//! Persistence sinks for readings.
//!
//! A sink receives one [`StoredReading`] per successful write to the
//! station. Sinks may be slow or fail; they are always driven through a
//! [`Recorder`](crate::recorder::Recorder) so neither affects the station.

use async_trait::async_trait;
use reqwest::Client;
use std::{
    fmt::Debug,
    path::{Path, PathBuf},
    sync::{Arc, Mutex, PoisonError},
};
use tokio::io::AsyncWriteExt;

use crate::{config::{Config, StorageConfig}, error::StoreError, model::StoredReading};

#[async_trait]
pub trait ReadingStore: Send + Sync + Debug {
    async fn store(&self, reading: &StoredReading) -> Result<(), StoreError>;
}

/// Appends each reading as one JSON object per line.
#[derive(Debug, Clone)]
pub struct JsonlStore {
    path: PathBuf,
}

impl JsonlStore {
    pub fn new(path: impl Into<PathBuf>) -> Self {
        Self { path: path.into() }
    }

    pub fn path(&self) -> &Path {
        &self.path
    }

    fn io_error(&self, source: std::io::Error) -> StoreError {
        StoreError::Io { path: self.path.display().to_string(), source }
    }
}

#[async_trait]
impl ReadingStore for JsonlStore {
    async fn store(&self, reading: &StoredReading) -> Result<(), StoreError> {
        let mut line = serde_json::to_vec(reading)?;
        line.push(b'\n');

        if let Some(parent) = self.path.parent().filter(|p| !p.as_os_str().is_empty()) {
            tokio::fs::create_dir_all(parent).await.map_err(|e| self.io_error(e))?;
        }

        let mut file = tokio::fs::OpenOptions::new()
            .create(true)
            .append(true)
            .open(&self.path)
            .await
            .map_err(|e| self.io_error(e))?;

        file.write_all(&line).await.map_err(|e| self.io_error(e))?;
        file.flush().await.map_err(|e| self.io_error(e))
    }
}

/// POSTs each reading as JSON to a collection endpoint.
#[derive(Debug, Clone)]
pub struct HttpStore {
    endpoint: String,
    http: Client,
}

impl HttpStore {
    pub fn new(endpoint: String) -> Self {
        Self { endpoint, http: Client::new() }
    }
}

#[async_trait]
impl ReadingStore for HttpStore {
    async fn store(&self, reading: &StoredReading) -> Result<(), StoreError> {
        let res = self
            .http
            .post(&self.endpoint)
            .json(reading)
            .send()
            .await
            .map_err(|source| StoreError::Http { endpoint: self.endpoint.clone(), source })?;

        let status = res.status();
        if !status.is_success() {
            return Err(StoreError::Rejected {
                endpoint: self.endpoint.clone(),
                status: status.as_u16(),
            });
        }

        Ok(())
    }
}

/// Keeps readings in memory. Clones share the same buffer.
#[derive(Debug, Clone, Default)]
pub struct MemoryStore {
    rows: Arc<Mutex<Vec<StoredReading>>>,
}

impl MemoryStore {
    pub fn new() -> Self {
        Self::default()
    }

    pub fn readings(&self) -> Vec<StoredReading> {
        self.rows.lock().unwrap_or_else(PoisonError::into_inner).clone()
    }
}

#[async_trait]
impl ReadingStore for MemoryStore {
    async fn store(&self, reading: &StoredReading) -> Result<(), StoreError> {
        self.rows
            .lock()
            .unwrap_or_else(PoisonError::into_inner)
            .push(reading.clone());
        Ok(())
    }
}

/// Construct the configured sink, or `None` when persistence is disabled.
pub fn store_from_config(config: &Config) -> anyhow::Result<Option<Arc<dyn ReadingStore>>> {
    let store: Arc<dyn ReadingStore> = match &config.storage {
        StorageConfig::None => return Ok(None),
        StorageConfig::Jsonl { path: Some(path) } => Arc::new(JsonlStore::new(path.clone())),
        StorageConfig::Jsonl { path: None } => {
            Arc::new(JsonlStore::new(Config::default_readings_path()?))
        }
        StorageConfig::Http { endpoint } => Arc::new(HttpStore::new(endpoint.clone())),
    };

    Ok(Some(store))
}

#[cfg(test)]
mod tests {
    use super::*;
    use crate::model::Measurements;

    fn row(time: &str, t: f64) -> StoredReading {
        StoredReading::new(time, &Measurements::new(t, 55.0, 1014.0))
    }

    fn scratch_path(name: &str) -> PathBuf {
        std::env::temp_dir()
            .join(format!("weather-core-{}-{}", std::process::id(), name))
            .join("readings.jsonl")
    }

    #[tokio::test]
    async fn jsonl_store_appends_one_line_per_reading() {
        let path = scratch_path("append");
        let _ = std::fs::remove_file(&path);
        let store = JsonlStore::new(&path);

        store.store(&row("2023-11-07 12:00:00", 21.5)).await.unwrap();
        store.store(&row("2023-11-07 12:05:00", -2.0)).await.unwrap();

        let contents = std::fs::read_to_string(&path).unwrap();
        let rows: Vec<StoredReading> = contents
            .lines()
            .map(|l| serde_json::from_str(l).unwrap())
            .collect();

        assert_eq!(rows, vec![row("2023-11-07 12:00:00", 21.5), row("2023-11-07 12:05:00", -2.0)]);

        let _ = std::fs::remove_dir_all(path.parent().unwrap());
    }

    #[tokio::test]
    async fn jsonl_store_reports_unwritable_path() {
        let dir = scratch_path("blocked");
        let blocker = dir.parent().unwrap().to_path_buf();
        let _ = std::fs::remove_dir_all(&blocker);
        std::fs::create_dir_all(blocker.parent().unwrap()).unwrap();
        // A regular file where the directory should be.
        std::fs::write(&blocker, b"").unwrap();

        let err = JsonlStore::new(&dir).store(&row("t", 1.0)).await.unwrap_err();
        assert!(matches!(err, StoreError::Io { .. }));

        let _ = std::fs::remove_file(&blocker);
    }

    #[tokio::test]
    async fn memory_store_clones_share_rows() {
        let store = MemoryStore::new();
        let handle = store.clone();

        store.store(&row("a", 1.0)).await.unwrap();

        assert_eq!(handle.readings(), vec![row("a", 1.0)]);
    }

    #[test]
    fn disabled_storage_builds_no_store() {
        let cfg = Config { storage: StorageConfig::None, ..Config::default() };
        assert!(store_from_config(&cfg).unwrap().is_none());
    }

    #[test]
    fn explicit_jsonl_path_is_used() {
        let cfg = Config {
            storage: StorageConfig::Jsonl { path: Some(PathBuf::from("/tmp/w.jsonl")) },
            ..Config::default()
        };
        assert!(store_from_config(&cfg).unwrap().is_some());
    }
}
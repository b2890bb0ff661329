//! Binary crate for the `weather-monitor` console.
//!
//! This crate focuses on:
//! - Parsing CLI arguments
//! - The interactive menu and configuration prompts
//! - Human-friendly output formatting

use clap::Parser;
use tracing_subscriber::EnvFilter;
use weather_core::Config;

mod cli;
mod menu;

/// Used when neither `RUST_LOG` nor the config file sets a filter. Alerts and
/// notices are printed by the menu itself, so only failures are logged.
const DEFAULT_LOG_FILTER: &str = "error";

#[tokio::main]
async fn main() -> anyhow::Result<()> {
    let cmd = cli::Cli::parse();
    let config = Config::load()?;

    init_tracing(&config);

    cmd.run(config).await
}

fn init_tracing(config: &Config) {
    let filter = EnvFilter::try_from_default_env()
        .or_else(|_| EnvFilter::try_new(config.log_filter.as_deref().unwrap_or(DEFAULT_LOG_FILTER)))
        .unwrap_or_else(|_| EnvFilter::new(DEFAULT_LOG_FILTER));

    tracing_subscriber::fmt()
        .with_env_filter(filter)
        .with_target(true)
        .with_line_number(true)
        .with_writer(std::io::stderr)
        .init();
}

Task:
Your answer should hold every line of the entries that contains the string "anyhow".

Solution for this exercise:
pub fn store_from_config(config: &Config) -> anyhow::Result<Option<Arc<dyn ReadingStore>>> {
async fn main() -> anyhow::Result<()> {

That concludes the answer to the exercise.